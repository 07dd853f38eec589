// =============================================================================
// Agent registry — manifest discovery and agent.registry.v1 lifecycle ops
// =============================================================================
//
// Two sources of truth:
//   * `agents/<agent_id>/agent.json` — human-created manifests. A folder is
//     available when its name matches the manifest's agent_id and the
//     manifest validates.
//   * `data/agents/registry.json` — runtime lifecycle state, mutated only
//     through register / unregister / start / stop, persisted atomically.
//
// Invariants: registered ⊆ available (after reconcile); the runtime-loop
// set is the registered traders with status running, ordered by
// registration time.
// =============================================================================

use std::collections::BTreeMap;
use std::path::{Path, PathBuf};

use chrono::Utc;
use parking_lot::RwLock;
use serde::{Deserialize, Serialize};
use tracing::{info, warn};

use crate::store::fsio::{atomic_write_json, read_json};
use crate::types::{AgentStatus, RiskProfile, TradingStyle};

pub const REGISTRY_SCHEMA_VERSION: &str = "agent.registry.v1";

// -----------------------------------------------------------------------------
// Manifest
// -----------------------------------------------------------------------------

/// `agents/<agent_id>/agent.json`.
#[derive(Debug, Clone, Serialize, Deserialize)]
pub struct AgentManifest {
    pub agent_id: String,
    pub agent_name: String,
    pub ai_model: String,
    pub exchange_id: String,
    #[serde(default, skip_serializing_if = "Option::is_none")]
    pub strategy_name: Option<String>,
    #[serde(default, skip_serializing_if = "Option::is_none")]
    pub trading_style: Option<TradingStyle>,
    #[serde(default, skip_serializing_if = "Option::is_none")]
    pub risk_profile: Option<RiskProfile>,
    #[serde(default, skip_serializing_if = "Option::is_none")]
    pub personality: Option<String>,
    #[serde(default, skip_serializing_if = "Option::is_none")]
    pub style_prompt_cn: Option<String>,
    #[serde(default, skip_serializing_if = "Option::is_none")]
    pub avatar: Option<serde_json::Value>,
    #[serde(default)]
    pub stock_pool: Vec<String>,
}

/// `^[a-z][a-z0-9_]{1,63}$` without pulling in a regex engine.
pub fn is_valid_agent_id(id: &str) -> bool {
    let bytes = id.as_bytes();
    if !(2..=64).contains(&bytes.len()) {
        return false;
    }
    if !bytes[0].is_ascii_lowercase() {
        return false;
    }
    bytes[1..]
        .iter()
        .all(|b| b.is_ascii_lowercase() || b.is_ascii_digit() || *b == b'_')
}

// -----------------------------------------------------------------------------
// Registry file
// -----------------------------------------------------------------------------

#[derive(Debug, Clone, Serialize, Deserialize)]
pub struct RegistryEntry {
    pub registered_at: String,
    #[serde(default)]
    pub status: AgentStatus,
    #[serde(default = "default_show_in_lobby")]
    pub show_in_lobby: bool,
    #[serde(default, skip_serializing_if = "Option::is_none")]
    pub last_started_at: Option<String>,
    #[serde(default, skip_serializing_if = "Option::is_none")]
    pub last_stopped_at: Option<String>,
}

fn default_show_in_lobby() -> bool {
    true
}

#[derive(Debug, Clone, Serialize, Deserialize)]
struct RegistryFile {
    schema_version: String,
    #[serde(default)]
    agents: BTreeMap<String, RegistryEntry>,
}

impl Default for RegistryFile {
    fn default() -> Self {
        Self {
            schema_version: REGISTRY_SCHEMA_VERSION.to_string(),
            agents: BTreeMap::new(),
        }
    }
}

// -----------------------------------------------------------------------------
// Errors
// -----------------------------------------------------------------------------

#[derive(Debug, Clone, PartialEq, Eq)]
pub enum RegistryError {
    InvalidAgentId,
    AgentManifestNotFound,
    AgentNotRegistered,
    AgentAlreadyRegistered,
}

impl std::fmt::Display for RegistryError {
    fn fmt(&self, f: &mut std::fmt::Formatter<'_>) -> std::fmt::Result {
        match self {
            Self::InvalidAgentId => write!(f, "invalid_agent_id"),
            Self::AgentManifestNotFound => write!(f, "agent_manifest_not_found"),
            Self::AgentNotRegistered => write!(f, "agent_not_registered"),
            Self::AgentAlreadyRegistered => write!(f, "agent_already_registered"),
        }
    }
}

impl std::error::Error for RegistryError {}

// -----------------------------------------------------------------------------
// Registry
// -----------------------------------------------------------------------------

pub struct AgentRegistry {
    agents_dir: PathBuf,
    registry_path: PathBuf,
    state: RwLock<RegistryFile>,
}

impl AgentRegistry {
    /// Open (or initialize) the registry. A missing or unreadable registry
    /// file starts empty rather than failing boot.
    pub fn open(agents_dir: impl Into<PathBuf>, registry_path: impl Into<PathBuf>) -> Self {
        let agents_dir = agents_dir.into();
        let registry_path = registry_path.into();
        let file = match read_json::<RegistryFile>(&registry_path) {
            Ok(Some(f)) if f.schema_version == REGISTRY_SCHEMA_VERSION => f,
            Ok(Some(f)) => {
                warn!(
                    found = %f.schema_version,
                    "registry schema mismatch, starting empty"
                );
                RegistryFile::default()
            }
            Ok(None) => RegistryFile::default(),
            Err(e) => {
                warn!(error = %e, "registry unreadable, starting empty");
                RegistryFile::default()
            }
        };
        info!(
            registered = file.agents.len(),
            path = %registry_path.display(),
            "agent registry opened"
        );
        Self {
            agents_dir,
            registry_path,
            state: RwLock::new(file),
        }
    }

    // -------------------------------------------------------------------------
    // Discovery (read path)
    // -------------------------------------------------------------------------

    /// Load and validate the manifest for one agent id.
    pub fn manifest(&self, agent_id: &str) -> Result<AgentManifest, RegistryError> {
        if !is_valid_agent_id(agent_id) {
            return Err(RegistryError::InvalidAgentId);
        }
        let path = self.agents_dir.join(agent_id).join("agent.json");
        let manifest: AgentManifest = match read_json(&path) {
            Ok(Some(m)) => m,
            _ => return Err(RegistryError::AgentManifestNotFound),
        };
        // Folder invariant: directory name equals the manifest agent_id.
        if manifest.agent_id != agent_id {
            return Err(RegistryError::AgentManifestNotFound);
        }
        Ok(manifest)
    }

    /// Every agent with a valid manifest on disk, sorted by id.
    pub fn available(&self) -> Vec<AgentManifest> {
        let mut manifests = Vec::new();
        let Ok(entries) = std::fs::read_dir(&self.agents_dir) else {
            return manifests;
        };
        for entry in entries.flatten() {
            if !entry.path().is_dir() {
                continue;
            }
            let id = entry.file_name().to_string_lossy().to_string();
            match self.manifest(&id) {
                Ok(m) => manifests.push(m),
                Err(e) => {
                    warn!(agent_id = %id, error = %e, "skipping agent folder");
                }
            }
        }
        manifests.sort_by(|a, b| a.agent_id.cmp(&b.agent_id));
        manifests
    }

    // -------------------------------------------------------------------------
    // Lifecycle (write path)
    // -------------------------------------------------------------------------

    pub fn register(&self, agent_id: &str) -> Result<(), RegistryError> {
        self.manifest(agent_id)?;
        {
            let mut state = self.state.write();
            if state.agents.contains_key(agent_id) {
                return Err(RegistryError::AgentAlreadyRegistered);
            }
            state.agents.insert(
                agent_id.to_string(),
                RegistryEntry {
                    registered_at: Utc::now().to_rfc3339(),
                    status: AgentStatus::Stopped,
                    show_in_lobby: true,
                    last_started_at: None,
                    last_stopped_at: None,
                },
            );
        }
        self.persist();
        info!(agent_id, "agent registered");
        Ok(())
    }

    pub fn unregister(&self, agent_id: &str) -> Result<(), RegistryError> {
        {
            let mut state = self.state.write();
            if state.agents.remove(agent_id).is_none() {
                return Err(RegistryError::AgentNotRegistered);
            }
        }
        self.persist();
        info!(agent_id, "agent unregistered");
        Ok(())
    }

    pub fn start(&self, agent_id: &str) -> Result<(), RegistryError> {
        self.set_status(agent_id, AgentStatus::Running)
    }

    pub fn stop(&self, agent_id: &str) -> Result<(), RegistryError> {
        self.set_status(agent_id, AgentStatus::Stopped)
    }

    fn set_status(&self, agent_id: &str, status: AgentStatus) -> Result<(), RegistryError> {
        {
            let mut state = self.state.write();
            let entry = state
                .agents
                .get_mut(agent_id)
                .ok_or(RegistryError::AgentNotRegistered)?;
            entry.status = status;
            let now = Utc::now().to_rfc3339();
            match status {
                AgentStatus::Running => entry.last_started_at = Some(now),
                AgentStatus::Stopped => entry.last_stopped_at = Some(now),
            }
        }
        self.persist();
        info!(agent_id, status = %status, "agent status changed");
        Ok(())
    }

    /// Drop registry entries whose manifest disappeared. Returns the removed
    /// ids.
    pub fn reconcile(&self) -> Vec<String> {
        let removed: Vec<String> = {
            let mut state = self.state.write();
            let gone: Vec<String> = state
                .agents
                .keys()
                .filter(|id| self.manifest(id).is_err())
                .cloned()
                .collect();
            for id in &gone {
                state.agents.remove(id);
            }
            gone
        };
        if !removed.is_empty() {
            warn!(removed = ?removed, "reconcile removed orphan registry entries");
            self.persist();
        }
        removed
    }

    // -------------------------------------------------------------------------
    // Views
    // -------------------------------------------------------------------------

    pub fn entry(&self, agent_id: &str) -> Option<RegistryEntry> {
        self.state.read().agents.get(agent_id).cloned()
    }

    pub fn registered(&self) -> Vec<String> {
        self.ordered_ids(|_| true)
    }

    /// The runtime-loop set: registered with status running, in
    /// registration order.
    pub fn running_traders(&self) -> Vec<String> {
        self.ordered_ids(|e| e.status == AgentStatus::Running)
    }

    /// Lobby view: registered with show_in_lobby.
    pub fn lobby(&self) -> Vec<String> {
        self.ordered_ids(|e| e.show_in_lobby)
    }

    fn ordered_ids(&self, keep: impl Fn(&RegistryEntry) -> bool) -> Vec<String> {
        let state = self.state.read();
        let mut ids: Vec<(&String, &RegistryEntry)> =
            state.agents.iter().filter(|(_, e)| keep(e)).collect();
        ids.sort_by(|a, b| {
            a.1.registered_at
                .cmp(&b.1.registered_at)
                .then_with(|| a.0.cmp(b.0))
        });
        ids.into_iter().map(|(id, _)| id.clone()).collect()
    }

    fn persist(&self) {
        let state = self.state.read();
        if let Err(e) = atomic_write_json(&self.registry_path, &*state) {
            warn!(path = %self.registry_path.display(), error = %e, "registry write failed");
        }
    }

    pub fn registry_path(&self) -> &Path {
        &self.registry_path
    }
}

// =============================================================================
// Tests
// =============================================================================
-=-=-=-=-
> WORK ITEM: Once you find the line containing "reconcile); the runtime-loop", stop: reproduce exactly that line and every line of the data before it, and nothing else.

> SOLUTION TO THE PROBLEM:
repository 07dd853f38eec589
// =============================================================================
// Agent registry — manifest discovery and agent.registry.v1 lifecycle ops
// =============================================================================
//
// Two sources of truth:
//   * `agents/<agent_id>/agent.json` — human-created manifests. A folder is
//     available when its name matches the manifest's agent_id and the
//     manifest validates.
//   * `data/agents/registry.json` — runtime lifecycle state, mutated only
//     through register / unregister / start / stop, persisted atomically.
//
// Invariants: registered ⊆ available (after reconcile); the runtime-loop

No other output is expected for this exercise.